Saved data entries
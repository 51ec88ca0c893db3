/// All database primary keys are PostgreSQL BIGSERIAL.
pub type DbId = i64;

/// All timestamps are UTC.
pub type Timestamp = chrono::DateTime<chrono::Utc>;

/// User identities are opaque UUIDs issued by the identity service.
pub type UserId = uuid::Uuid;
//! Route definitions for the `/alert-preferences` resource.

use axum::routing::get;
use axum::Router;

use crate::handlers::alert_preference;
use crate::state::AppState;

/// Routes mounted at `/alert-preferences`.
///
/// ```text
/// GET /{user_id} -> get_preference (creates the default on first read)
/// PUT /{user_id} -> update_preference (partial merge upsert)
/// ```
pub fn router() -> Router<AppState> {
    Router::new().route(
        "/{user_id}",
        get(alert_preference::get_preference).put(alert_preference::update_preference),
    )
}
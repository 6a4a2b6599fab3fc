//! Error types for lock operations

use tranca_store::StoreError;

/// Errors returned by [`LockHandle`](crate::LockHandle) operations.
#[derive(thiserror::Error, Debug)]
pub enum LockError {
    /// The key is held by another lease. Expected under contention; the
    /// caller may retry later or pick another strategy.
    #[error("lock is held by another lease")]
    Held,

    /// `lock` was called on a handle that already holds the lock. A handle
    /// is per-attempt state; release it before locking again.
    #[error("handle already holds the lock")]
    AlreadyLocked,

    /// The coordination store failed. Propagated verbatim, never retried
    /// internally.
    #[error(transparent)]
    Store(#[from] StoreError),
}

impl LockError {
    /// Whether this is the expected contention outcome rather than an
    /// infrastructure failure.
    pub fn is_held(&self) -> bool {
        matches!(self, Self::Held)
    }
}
...
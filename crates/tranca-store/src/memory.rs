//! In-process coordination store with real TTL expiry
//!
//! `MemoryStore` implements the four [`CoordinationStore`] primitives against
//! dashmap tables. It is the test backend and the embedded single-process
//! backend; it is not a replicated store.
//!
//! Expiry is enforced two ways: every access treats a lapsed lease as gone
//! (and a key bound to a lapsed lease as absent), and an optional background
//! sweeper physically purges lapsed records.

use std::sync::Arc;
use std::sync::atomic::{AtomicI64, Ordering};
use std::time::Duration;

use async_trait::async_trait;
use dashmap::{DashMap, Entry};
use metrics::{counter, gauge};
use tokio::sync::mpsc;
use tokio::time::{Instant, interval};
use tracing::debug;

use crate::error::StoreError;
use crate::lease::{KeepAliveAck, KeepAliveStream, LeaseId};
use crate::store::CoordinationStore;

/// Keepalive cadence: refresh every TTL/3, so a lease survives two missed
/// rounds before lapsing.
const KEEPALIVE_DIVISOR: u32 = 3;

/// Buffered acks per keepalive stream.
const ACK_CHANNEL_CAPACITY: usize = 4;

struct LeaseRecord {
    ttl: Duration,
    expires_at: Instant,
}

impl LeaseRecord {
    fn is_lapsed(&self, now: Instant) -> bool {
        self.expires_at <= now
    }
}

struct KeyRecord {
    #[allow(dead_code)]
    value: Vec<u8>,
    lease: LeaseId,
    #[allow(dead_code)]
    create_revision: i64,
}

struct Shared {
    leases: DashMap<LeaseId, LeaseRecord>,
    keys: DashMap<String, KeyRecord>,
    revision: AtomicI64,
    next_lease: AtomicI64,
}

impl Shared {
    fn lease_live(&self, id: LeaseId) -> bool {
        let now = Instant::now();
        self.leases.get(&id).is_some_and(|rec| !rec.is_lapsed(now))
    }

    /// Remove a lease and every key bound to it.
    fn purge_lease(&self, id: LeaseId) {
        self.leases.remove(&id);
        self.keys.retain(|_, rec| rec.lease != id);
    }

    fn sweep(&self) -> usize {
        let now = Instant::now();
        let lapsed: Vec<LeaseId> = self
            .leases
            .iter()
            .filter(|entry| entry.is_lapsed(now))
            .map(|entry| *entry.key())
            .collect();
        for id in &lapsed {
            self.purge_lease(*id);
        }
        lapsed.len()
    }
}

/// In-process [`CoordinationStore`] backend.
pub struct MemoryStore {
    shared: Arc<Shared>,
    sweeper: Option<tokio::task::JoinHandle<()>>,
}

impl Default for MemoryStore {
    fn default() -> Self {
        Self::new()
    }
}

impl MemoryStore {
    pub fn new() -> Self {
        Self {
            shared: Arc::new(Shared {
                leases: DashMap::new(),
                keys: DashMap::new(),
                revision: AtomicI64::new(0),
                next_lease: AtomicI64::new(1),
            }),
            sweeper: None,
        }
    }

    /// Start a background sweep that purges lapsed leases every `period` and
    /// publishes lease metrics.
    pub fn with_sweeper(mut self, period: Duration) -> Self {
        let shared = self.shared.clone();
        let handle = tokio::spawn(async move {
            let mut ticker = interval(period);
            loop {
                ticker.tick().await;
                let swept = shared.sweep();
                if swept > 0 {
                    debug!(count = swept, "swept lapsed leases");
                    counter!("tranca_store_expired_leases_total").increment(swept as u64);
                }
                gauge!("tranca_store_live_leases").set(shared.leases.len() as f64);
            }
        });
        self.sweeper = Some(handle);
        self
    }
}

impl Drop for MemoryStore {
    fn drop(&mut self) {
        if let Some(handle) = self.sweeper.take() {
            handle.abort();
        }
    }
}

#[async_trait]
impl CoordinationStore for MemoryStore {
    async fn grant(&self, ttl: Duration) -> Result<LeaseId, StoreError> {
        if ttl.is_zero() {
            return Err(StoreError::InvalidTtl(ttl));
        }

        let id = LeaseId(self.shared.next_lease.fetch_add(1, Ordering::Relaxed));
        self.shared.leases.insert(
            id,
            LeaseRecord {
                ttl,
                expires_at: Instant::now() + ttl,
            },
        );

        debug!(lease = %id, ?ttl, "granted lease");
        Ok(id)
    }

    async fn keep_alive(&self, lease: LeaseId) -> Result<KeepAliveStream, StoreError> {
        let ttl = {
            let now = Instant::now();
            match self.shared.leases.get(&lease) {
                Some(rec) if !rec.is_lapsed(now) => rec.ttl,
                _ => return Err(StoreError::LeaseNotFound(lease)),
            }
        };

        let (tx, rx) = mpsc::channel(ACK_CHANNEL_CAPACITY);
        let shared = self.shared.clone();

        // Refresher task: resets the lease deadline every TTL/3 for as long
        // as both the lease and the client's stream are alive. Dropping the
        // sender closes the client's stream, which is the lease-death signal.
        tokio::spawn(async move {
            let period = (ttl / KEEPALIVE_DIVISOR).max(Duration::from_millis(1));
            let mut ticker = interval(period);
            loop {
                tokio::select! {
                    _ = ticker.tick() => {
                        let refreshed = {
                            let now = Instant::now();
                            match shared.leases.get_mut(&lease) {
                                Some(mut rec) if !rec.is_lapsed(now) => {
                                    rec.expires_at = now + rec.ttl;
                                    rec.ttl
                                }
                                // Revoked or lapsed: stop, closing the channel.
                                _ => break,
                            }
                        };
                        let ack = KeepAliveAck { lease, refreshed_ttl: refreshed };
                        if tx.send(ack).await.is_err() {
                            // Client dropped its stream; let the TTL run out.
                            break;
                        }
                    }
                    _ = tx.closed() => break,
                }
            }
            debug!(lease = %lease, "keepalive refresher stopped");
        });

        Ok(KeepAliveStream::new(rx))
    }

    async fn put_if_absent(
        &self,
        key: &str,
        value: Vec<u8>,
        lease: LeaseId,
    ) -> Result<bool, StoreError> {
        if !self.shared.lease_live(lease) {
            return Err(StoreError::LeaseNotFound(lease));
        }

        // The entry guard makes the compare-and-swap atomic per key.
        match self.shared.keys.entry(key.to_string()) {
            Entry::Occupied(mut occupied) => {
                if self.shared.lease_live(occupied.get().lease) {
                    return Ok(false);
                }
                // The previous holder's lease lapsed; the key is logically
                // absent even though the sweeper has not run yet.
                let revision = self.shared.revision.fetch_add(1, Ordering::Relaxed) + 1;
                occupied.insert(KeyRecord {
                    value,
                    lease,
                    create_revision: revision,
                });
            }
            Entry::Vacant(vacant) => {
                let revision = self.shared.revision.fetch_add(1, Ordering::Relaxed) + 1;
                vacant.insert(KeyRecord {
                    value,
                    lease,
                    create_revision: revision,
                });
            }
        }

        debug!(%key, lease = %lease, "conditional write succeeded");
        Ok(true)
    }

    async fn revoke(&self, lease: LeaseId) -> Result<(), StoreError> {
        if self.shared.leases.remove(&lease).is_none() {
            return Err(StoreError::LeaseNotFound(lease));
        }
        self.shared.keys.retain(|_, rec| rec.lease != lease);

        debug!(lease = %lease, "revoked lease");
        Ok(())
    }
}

◆ Required work: Copy all lines of the records in which the string "spawn" can be found.

◆ Solved problem:
        let handle = tokio::spawn(async move {
        tokio::spawn(async move {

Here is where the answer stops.